To refresh the dilapidated 250 m² apartment, the buyers quickly hired Emil Humbert and Christophe Poyet after taking possession. “We really had to renovate everything, in addition to reworking the floor plan,” says Humbert. Since the owners like to cook, the kitchen was moved from the back of the apartment, where it felt hidden, to the center. Now the kitchen sits just beyond the vestibule, with alpine green Carrara marble serving as the reception area for guests. A ten-seater dining table has been custom-made for the dining room and an enormous De Sede sofa serves as the centerpiece of the living room, making their passion for hospitality all the more enjoyable.
The house not only houses its owners, but also their outstanding art collection. Works by Christopher Wool, George Condo, Kelley Walker and Stefan Brüggemann serve as the basis for the interior design. With such impressive pieces, Humbert & Poyet had to deliberately incorporate sculptures and paintings into the rest of the décor to make the house feel like a warm living environment and not an impersonal museum.
The Parisian duo relied primarily on bespoke pieces by Humbert & Poyet for the furnishings, adding elements from their own collection, vintage elements and pieces from other designers including Emmanuelle Simon, BassamFellows, Pierre Paulin and Kelly Wearstler. filled the apartment with just our furniture. We didn’t want it to be a Humbert & Poyet showroom, but rather a house.
Tactility is central to Humbert & Poyet’s aesthetic – hardly any other team manages to combine a variety of materials and surfaces so easily.
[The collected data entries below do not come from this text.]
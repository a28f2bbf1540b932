//! Condenses positioned records into a fixed number of pixel buckets.
//!
//! A query domain `[start, end)` is mapped linearly onto `width` buckets with
//! `x(pos) = (pos - start) * width / (end - start)`. Each record updates the first
//! bucket it touches by merging its min/max, then *overwrites* the min/max of every
//! later bucket it covers. Output produced this way is compared bit for bit by
//! existing clients, so the overwrite must not become a running union.

use crate::model::{PixelBucket, ValueRecord, ZoomRecord};

/// A record that can be placed into pixel buckets.
pub trait Condensable {
    /// Covered source range `[start, end)`.
    fn range(&self) -> (u64, u64);
    /// Smallest and largest value of the record.
    fn bounds(&self) -> (f64, f64);
}

impl Condensable for ValueRecord {
    fn range(&self) -> (u64, u64) {
        (self.start, self.end)
    }

    fn bounds(&self) -> (f64, f64) {
        (self.value, self.value)
    }
}

impl Condensable for ZoomRecord {
    fn range(&self) -> (u64, u64) {
        (self.start, self.end)
    }

    fn bounds(&self) -> (f64, f64) {
        (self.min_val, self.max_val)
    }
}

/// What happens to buckets no record reached.
#[derive(Debug, Clone, Copy, PartialEq, Eq)]
pub enum EmptyBuckets {
    /// Keep them, with `null` min/max
    Null,
    /// Leave them out of the output
    Drop,
}

#[derive(Debug, Clone, Copy)]
struct Bounds {
    min: f64,
    max: f64,
}

impl Bounds {
    const EMPTY: Bounds = Bounds {
        min: f64::INFINITY,
        max: f64::NEG_INFINITY,
    };

    fn is_empty(&self) -> bool {
        self.min > self.max
    }
}

/// Running state of one condensing pass.
#[derive(Debug)]
pub struct Resampler {
    start: u64,
    end: u64,
    buckets: Vec<Bounds>,
}

impl Resampler {
    /// Allocates `width` empty buckets over `[start, end)`.
    ///
    /// A zero width or an empty domain produces a resampler with no buckets.
    pub fn new(start: u64, end: u64, width: u32) -> Self {
        let width = if end > start { width as usize } else { 0 };
        Resampler {
            start,
            end,
            buckets: vec![Bounds::EMPTY; width],
        }
    }

    fn width(&self) -> u128 {
        self.buckets.len() as u128
    }

    fn length(&self) -> u128 {
        (self.end - self.start) as u128
    }

    /// Bucket index holding `pos`, which must lie inside the domain.
    fn bucket_of(&self, pos: u64) -> usize {
        (((pos - self.start) as u128 * self.width()) / self.length()) as usize
    }

    /// First position mapped to bucket `index`.
    fn bucket_start(&self, index: usize) -> u64 {
        let offset = (index as u128 * self.length()).div_ceil(self.width());
        self.start + offset as u64
    }

    /// Places one record.
    pub fn add<R: Condensable + ?Sized>(&mut self, record: &R) {
        if self.buckets.is_empty() {
            return;
        }
        let (record_start, record_end) = record.range();
        let clipped_start = record_start.max(self.start);
        let clipped_end = record_end.min(self.end);
        if clipped_end <= clipped_start {
            return;
        }
        let (min, max) = record.bounds();
        let cxs = self.bucket_of(clipped_start);
        let cxe = self.bucket_of(clipped_end - 1);

        let first = &mut self.buckets[cxs];
        first.min = first.min.min(min);
        first.max = first.max.max(max);
        for bucket in &mut self.buckets[cxs + 1..=cxe] {
            *bucket = Bounds { min, max };
        }
    }

    /// Places every record of a slice.
    pub fn extend<'a, R, I>(&mut self, records: I)
    where
        R: Condensable + 'a,
        I: IntoIterator<Item = &'a R>,
    {
        for record in records {
            self.add(record);
        }
    }

    /// Converts the buckets into output records.
    pub fn finish(self, empty: EmptyBuckets) -> Vec<PixelBucket> {
        let count = self.buckets.len();
        let mut output = Vec::with_capacity(count);
        for (index, bounds) in self.buckets.iter().enumerate() {
            if bounds.is_empty() && empty == EmptyBuckets::Drop {
                continue;
            }
            let range_end = if index + 1 == count {
                self.end
            } else {
                self.bucket_start(index + 1)
            };
            let (min, max) = if bounds.is_empty() {
                (None, None)
            } else {
                (Some(bounds.min), Some(bounds.max))
            };
            output.push(PixelBucket {
                x: index as u32,
                start: self.bucket_start(index),
                end: range_end,
                min,
                max,
            });
        }
        output
    }
}

/// Condenses raw values, keeping empty buckets as `null`.
pub fn condense_values(
    records: &[ValueRecord],
    start: u64,
    end: u64,
    width: u32,
) -> Vec<PixelBucket> {
    let mut resampler = Resampler::new(start, end, width);
    resampler.extend(records);
    resampler.finish(EmptyBuckets::Null)
}

/// Condenses zoom records, dropping empty buckets.
pub fn condense_zoom(records: &[ZoomRecord], start: u64, end: u64, width: u32) -> Vec<PixelBucket> {
    let mut resampler = Resampler::new(start, end, width);
    resampler.extend(records);
    resampler.finish(EmptyBuckets::Drop)
}

#[cfg(test)]
mod tests {
    use super::*;

    fn value(start: u64, end: u64, value: f64) -> ValueRecord {
        ValueRecord {
            chr: "chr1".to_string(),
            start,
            end,
            value,
        }
    }

    fn zoom(start: u64, end: u64, min_val: f64, max_val: f64) -> ZoomRecord {
        ZoomRecord {
            chr: "chr1".to_string(),
            start,
            end,
            valid_count: end - start,
            min_val,
            max_val,
            sum_data: 0.0,
            sum_squares: 0.0,
        }
    }

    #[test]
    fn test_bucket_shape() {
        let buckets = condense_values(&[value(150, 160, 4.0)], 0, 1000, 10);
        assert_eq!(buckets.len(), 10);
        for (i, bucket) in buckets.iter().enumerate() {
            assert_eq!(bucket.x, i as u32);
            assert_eq!(bucket.end - bucket.start, 100);
            assert_eq!(bucket.start, i as u64 * 100);
        }
        assert_eq!(buckets[1].min, Some(4.0));
        assert_eq!(buckets[1].max, Some(4.0));
        assert!(buckets[0].min.is_none());
        assert!(buckets[0].max.is_none());
        assert!(buckets[9].min.is_none());
    }

    #[test]
    fn test_first_bucket_merges() {
        let buckets = condense_values(
            &[value(210, 220, 3.0), value(250, 260, 9.0), value(270, 280, 1.0)],
            0,
            1000,
            10,
        );
        assert_eq!(buckets[2].min, Some(1.0));
        assert_eq!(buckets[2].max, Some(9.0));
    }

    #[test]
    fn test_later_buckets_are_overwritten() {
        // Earlier records put 5 in bucket 2 and 7 in bucket 3; the last one spans
        // buckets 2..=5 with value 1.
        let buckets = condense_values(
            &[value(250, 260, 5.0), value(300, 310, 7.0), value(280, 560, 1.0)],
            0,
            1000,
            10,
        );
        assert_eq!(buckets[2].min, Some(1.0));
        assert_eq!(buckets[2].max, Some(5.0));
        for x in 3..=5 {
            assert_eq!(buckets[x].min, Some(1.0), "bucket {x}");
            assert_eq!(buckets[x].max, Some(1.0), "bucket {x}");
        }
        assert!(buckets[6].min.is_none());
    }

    #[test]
    fn test_records_are_clipped_to_domain() {
        let buckets = condense_values(&[value(0, 5000, 2.0)], 1000, 2000, 4);
        assert_eq!(buckets.len(), 4);
        assert!(buckets.iter().all(|b| b.min == Some(2.0)));
        let buckets = condense_values(&[value(0, 1000, 2.0)], 1000, 2000, 4);
        assert!(buckets.iter().all(|b| b.min.is_none()));
    }

    #[test]
    fn test_zoom_condensing_drops_empty() {
        let buckets = condense_zoom(
            &[zoom(0, 100, 1.0, 3.0), zoom(500, 700, 2.0, 8.0)],
            0,
            1000,
            10,
        );
        let xs: Vec<u32> = buckets.iter().map(|b| b.x).collect();
        assert_eq!(xs, vec![0, 5, 6]);
        assert_eq!(buckets[0].min, Some(1.0));
        assert_eq!(buckets[0].max, Some(3.0));
        assert_eq!(buckets[2].max, Some(8.0));
    }

    #[test]
    fn test_uneven_domain_covers_everything() {
        let buckets = condense_values(&[value(0, 7, 1.0)], 0, 7, 3);
        assert_eq!(buckets.len(), 3);
        assert_eq!(buckets[0].start, 0);
        assert_eq!(buckets[2].end, 7);
        for pair in buckets.windows(2) {
            assert_eq!(pair[0].end, pair[1].start);
        }
        assert!(buckets.iter().all(|b| b.max == Some(1.0)));
    }

    #[test]
    fn test_degenerate_inputs() {
        assert!(condense_values(&[value(0, 10, 1.0)], 0, 1000, 0).is_empty());
        assert!(condense_values(&[value(0, 10, 1.0)], 10, 10, 5).is_empty());
    }
}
In this Parisian apartment, their color palette is restrained as usual, but the designers play within this limited palette with bright shades of sand, cream, brown and gray. Each element invites touch: the Tatzelwurm leather sofa by De Sede, the cool Carrara slab of the kitchen island, the bronze cupboard door handles and the walnut wall panels. “The owner of the house was very involved in the design process,” says Humbert. This was not a project where buyers simply moved into a finished home – designers and clients even traveled to Carrara together to select marble for the space. “We share a great love for stones. Everyone must be exceptional.
Parquet has an equally inviting texture. You might think it’s old Versailles parquet, but the designers have only imitated the weathered effect. “We really couldn’t salvage anything here, so we gave the floor new life with an antique look.” And that’s not cheating, it’s an illustration of Humbert and Poyet’s attention to detail.